Subdued Growth No Barrier To Lanzhou Zhuangyuan Pasture Co., Ltd. (SZSE:002910) With Shares Advancing 26%
Lanzhou Zhuangyuan Pasture Co., Ltd. (SZSE:002910) shareholders have had their patience rewarded with a 26% share price jump in the last month. Unfortunately, the gains of the last month did little to right the losses of the last year with the stock still down 30% over that time.
Although its price has surged higher, it's still not a stretch to say that Lanzhou Zhuangyuan Pasture's price-to-sales (or "P/S") ratio of 1.7x right now seems quite "middle-of-the-road" compared to the Food industry in China, seeing as it matches the P/S ratio of the wider industry. However, investors might be overlooking a clear opportunity or potential setback if there is no rational basis for the P/S.
Check out our latest analysis for Lanzhou Zhuangyuan Pasture
How Has Lanzhou Zhuangyuan Pasture Performed Recently?

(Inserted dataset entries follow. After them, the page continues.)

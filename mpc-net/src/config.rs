use color_eyre::eyre::{self, Context};
use serde::{Deserialize, Serialize};
use std::{
    fs::File,
    net::{IpAddr, SocketAddr},
    path::Path,
    time::Duration,
};

/// The default TCP port every party listens on.
pub const DEFAULT_PORT: u16 = 8000;

#[derive(Debug, Clone, PartialEq, Eq, Serialize, Deserialize)]
pub struct NetworkParty {
    pub id: usize,
    pub dns_name: String,
    pub socket_addr: SocketAddr,
}

#[derive(Debug, Clone)]
pub struct NetworkConfig {
    pub parties: Vec<NetworkParty>,
    pub my_id: usize,
    /// Upper bound for a single receive. `None` blocks forever.
    pub timeout: Option<Duration>,
}

impl NetworkConfig {
    /// Builds a config from a list of peer addresses in rank order, all
    /// listening on the same port.
    pub fn from_ip_list(my_id: usize, port: u16, ips: &[IpAddr]) -> Self {
        let parties = ips
            .iter()
            .enumerate()
            .map(|(id, ip)| NetworkParty {
                id,
                dns_name: format!("party{}", id),
                socket_addr: SocketAddr::new(*ip, port),
            })
            .collect();
        Self {
            parties,
            my_id,
            timeout: None,
        }
    }

    /// Reads a YAML list of [`NetworkParty`] entries.
    pub fn from_yaml_file(path: impl AsRef<Path>, my_id: usize) -> eyre::Result<Self> {
        let parties: Vec<NetworkParty> =
            serde_yaml::from_reader(File::open(path).context("opening config file")?)
                .context("parsing config file")?;
        Ok(Self {
            parties,
            my_id,
            timeout: None,
        })
    }

    pub fn with_timeout(mut self, timeout: Option<Duration>) -> Self {
        self.timeout = timeout;
        self
    }

    pub fn num_parties(&self) -> usize {
        self.parties.len()
    }

    pub fn party(&self, id: usize) -> Option<&NetworkParty> {
        self.parties.iter().find(|p| p.id == id)
    }

    pub fn check_config(&self) -> eyre::Result<()> {
        if self.parties.is_empty() {
            eyre::bail!("no parties configured");
        }
        let mut seen = vec![false; self.parties.len()];
        for party in &self.parties {
            match seen.get_mut(party.id) {
                Some(flag) if !*flag => *flag = true,
                Some(_) => eyre::bail!("duplicate party id {}", party.id),
                None => eyre::bail!(
                    "party id {} out of range for {} parties",
                    party.id,
                    self.parties.len()
                ),
            }
        }
        if self.my_id >= self.parties.len() {
            eyre::bail!("my id {} is not part of the config", self.my_id);
        }
        Ok(())
    }
}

For example, consider that Lanzhou Zhuangyuan Pasture's financial performance has been poor lately as its revenue has been in decline. One possibility is that the P/S is moderate because investors think the company might still do enough to be in line with the broader industry in the near future. If not, then existing shareholders may be a little nervous about the viability of the share price.

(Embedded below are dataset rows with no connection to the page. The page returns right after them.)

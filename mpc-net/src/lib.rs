use channel::{BytesChannel, ConnectionStats};
use color_eyre::eyre::{self, Context, Report};
use config::NetworkConfig;
use std::{
    collections::{BTreeMap, HashMap},
    net::{Ipv4Addr, SocketAddr},
    sync::Arc,
    time::Duration,
};
use tokio::{
    io::{AsyncReadExt, AsyncWriteExt},
    net::{
        tcp::{OwnedReadHalf, OwnedWriteHalf},
        TcpListener, TcpStream,
    },
};

pub mod channel;
pub mod codecs;
pub mod config;

const CONNECT_ATTEMPTS: usize = 300;
const CONNECT_RETRY: Duration = Duration::from_millis(100);

/// Owns the TCP streams to the ring neighbours of this party.
pub struct MpcNetworkHandler {
    streams: HashMap<usize, TcpStream>,
    stats: BTreeMap<usize, Arc<ConnectionStats>>,
    my_id: usize,
}

impl MpcNetworkHandler {
    /// Connects this party to its successor and predecessor.
    ///
    /// Party 0 connects to its successor first and accepts its predecessor
    /// afterwards, every other party does it the other way round. All parties
    /// must follow this order, otherwise the ring never closes.
    pub async fn establish(config: NetworkConfig) -> Result<Self, Report> {
        config.check_config()?;
        let num_parties = config.num_parties();
        if num_parties < 3 {
            eyre::bail!("a ring needs at least 3 parties, got {}", num_parties);
        }
        let my_id = config.my_id;
        let next_id = (my_id + 1) % num_parties;
        let prev_id = (my_id + num_parties - 1) % num_parties;

        let me = config
            .party(my_id)
            .ok_or_else(|| eyre::eyre!("party {} missing from config", my_id))?;
        let bind_addr = SocketAddr::new(Ipv4Addr::UNSPECIFIED.into(), me.socket_addr.port());
        let listener = TcpListener::bind(bind_addr)
            .await
            .with_context(|| format!("binding listener on {}", bind_addr))?;
        tracing::debug!("party {} listening on {}", my_id, bind_addr);

        let mut streams = HashMap::with_capacity(2);
        if my_id == 0 {
            streams.insert(next_id, Self::connect(&config, next_id).await?);
            streams.insert(prev_id, Self::accept(&listener, prev_id).await?);
        } else {
            streams.insert(prev_id, Self::accept(&listener, prev_id).await?);
            streams.insert(next_id, Self::connect(&config, next_id).await?);
        }

        let stats = streams
            .keys()
            .map(|id| (*id, Arc::new(ConnectionStats::default())))
            .collect();

        Ok(Self {
            streams,
            stats,
            my_id,
        })
    }

    async fn connect(config: &NetworkConfig, id: usize) -> Result<TcpStream, Report> {
        let addr = config
            .party(id)
            .ok_or_else(|| eyre::eyre!("party {} missing from config", id))?
            .socket_addr;

        let mut attempt = 0;
        let mut stream = loop {
            match TcpStream::connect(addr).await {
                Ok(stream) => break stream,
                Err(err) if attempt + 1 < CONNECT_ATTEMPTS => {
                    tracing::trace!("connect {}->{} failed ({}), retrying", config.my_id, id, err);
                    attempt += 1;
                    tokio::time::sleep(CONNECT_RETRY).await;
                }
                Err(err) => {
                    return Err(err).with_context(|| format!("connecting to party {}", id));
                }
            }
        };
        stream.set_nodelay(true)?;
        stream.write_u64_le(config.my_id as u64).await?;
        tracing::debug!("party {} connected to party {} at {}", config.my_id, id, addr);
        Ok(stream)
    }

    async fn accept(listener: &TcpListener, id: usize) -> Result<TcpStream, Report> {
        let (mut stream, addr) = listener.accept().await?;
        stream.set_nodelay(true)?;
        let their_id = stream.read_u64_le().await?;
        if their_id != id as u64 {
            eyre::bail!(
                "expected party {} to connect, but {} identified as {}",
                id,
                addr,
                their_id
            );
        }
        tracing::debug!("accepted party {} from {}", id, addr);
        Ok(stream)
    }

    pub fn my_id(&self) -> usize {
        self.my_id
    }

    /// Hands out one raw channel per connected party.
    pub fn get_byte_channels(
        &mut self,
    ) -> Result<HashMap<usize, BytesChannel<OwnedReadHalf, OwnedWriteHalf>>, Report> {
        if self.streams.is_empty() {
            eyre::bail!("byte channels have already been handed out");
        }
        let mut channels = HashMap::with_capacity(self.streams.len());
        for (id, stream) in self.streams.drain() {
            let stats = self
                .stats
                .get(&id)
                .cloned()
                .ok_or_else(|| eyre::eyre!("no stats for party {}", id))?;
            let (read, write) = stream.into_split();
            channels.insert(id, BytesChannel::new(read, write, stats));
        }
        Ok(channels)
    }

    pub fn print_connection_stats(&self, out: &mut impl std::io::Write) -> std::io::Result<()> {
        for (id, stats) in self.stats.iter() {
            writeln!(
                out,
                "Connection {} <-> {}:\n\tSENT: {} bytes\n\tRECV: {} bytes",
                self.my_id,
                id,
                stats.sent(),
                stats.recv()
            )?;
        }
        Ok(())
    }
}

Although there are no analyst estimates available for Lanzhou Zhuangyuan Pasture, take a look at this free data-rich visualisation to see how the company stacks up on earnings, revenue and cash flow.Do Revenue Forecasts Match The P/S Ratio?
In order to justify its P/S ratio, Lanzhou Zhuangyuan Pasture would need to produce growth that's similar to the industry.
In reviewing the last year of financials, we were disheartened to see the company's revenues fell to the tune of 13%. Unfortunately, that's brought it right back to where it started three years ago with revenue growth being virtually non-existent overall during that time. So it appears to us that the company has had a mixed result in terms of growing revenue over that time.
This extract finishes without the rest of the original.